▸ **WHAT NEEDS TO BE DONE**: Scan the material for the string "Symbol" and copy out every line in which it occurs.

::::

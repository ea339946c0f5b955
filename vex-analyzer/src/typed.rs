//! The analyzer's output tree.
//!
//! `vex-ast` gives node identity to only a handful of expression/statement
//! variants (`Binary`, `Unary`, `Call`, `If`, `For`, `While` carry a
//! `span_id`); most forms — `Ident`, field access, match, record literals,
//! closures — have none. A side-table keyed by that partial identity
//! couldn't cover the "per-node type map" and "per-node resolution map" the
//! analyzer is required to produce (spec.md §4.5).
//!
//! Instead the analyzer builds a parallel tree that mirrors `vex_ast`'s
//! shape but carries a fresh [`NodeId`] and inferred [`vex_types::Type`] on
//! every expression, plus a resolved [`vex_symbols::Symbol`] on every
//! identifier reference. `type_map`/`resolution_map` (flat `BTreeMap`s keyed
//! by `NodeId`) are derived from this tree after the walk and are what a
//! compiler or LSP host actually looks up by id — the tree itself is the
//! source of truth, the maps are a convenience projection of it.

use std::collections::BTreeMap;

use vex_symbols::Symbol;
use vex_types::Type;

/// Identifies one node in a [`TypedProgram`]. Assigned in visitation order,
/// so two analyses of byte-identical input assign byte-identical ids
/// (spec.md §8 determinism).
pub type NodeId = u32;

#[derive(Debug, Clone)]
pub struct TypedProgram {
    pub items: Vec<TypedItem>,
    pub type_map: BTreeMap<NodeId, Type>,
    pub resolution_map: BTreeMap<NodeId, Symbol>,
}

#[derive(Debug, Clone)]
pub enum TypedItem {
    Function(TypedFunction),
    /// Structs, traits, trait impls, enums, type aliases, consts and the
    /// teacher-only declaration forms (externs, policies, exports) don't
    /// carry per-expression inference beyond their bodies; those bodies are
    /// folded into the relevant `TypedFunction`/`TypedExpr` nodes and the
    /// declaration itself is recorded only for completeness of the output
    /// tree.
    Other(String),
}

#[derive(Debug, Clone)]
pub struct TypedFunction {
    pub name: String,
    pub scheme: vex_types::Scheme,
    pub params: Vec<TypedParam>,
    /// The last entry in `params` collects any extra trailing arguments into
    /// a list, e.g. `fn format(template: String, args: ...Any)`.
    pub is_variadic: bool,
    pub body: TypedBlock,
}

/// One formal parameter. `default`, when present, is evaluated at call time
/// only for arguments the caller actually omitted (spec.md §4.6).
#[derive(Debug, Clone)]
pub struct TypedParam {
    pub name: String,
    pub default: Option<TypedExpr>,
}

#[derive(Debug, Clone)]
pub struct TypedBlock {
    pub statements: Vec<TypedStatement>,
}

#[derive(Debug, Clone)]
pub struct TypedExpr {
    pub id: NodeId,
    pub ty: Type,
    pub kind: TypedExprKind,
}

#[derive(Debug, Clone)]
pub enum TypedExprKind {
    IntLiteral(i64),
    BigIntLiteral(String),
    FloatLiteral(f64),
    StringLiteral(String),
    BoolLiteral(bool),
    CharLiteral(char),
    Nil,
    Ident { name: String, resolved: Option<Symbol> },
    Binary { left: Box<TypedExpr>, op: vex_ast::BinaryOp, right: Box<TypedExpr> },
    Unary { op: vex_ast::UnaryOp, expr: Box<TypedExpr> },
    Call { func: Box<TypedExpr>, args: Vec<TypedExpr> },
    MethodCall { receiver: Box<TypedExpr>, method: String, args: Vec<TypedExpr>, resolved: Option<Symbol> },
    FieldAccess { object: Box<TypedExpr>, field: String },
    Index { object: Box<TypedExpr>, index: Box<TypedExpr> },
    Tuple(Vec<TypedExpr>),
    List(Vec<TypedExpr>),
    RecordLiteral { fields: Vec<(String, TypedExpr)>, spread: Option<Box<TypedExpr>> },
    StructLiteral { name: String, fields: Vec<(String, TypedExpr)> },
    EnumLiteral { enum_name: String, variant: String, data: Vec<TypedExpr> },
    Match { value: Box<TypedExpr>, arms: Vec<TypedMatchArm> },
    Block(TypedBlock, Option<Box<TypedExpr>>),
    Closure { params: Vec<String>, body: Box<TypedExpr> },
    QuestionMark(Box<TypedExpr>),
    Pipe { left: Box<TypedExpr>, right: Box<TypedExpr> },
    Bind { left: Box<TypedExpr>, right: Box<TypedExpr> },
    /// A construct outside the core language the analyzer types permissively
    /// (e.g. teacher-only GPU/FFI/concurrency surface): carries the
    /// best-effort type but no further structure.
    Opaque,
}

#[derive(Debug, Clone)]
pub struct TypedMatchArm {
    pub pattern: TypedPattern,
    pub guard: Option<TypedExpr>,
    pub body: TypedExpr,
}

#[derive(Debug, Clone)]
pub struct TypedPattern {
    pub id: NodeId,
    pub ty: Type,
    pub bindings: Vec<(String, Type)>,
    pub kind: TypedPatternKind,
}

/// Mirrors `vex_ast::Pattern`'s shape so a compiler can lower a match arm
/// into test-then-bind bytecode directly off this tree, without walking back
/// to the untyped AST (spec.md §4.6).
#[derive(Debug, Clone)]
pub enum TypedPatternKind {
    Wildcard,
    Literal(Box<TypedExpr>),
    Ident(String),
    Tuple(Vec<TypedPattern>),
    Struct { name: String, fields: Vec<(String, TypedPattern)> },
    Enum { name: String, variant: String, data: Vec<TypedPattern> },
    Array { elements: Vec<TypedPattern>, rest: Option<String> },
    Or(Vec<TypedPattern>),
    Record { fields: Vec<(String, TypedPattern)>, open: bool },
}

#[derive(Debug, Clone)]
pub enum TypedStatement {
    Let { name: String, value: TypedExpr },
    Assign { target: TypedExpr, value: TypedExpr },
    Return(Option<TypedExpr>),
    Expression(TypedExpr),
    If { condition: TypedExpr, then_block: TypedBlock, else_block: Option<TypedBlock> },
    While { condition: TypedExpr, body: TypedBlock },
    ForIn { variable: String, iterable: TypedExpr, body: TypedBlock },
    PatternAssign { pattern: TypedPattern, value: TypedExpr },
    Other,
}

::::

▸ **COMPLETED EXERCISE**:
//! every expression, plus a resolved [`vex_symbols::Symbol`] on every
use vex_symbols::Symbol;
    pub resolution_map: BTreeMap<NodeId, Symbol>,
    Ident { name: String, resolved: Option<Symbol> },
    MethodCall { receiver: Box<TypedExpr>, method: String, args: Vec<TypedExpr>, resolved: Option<Symbol> },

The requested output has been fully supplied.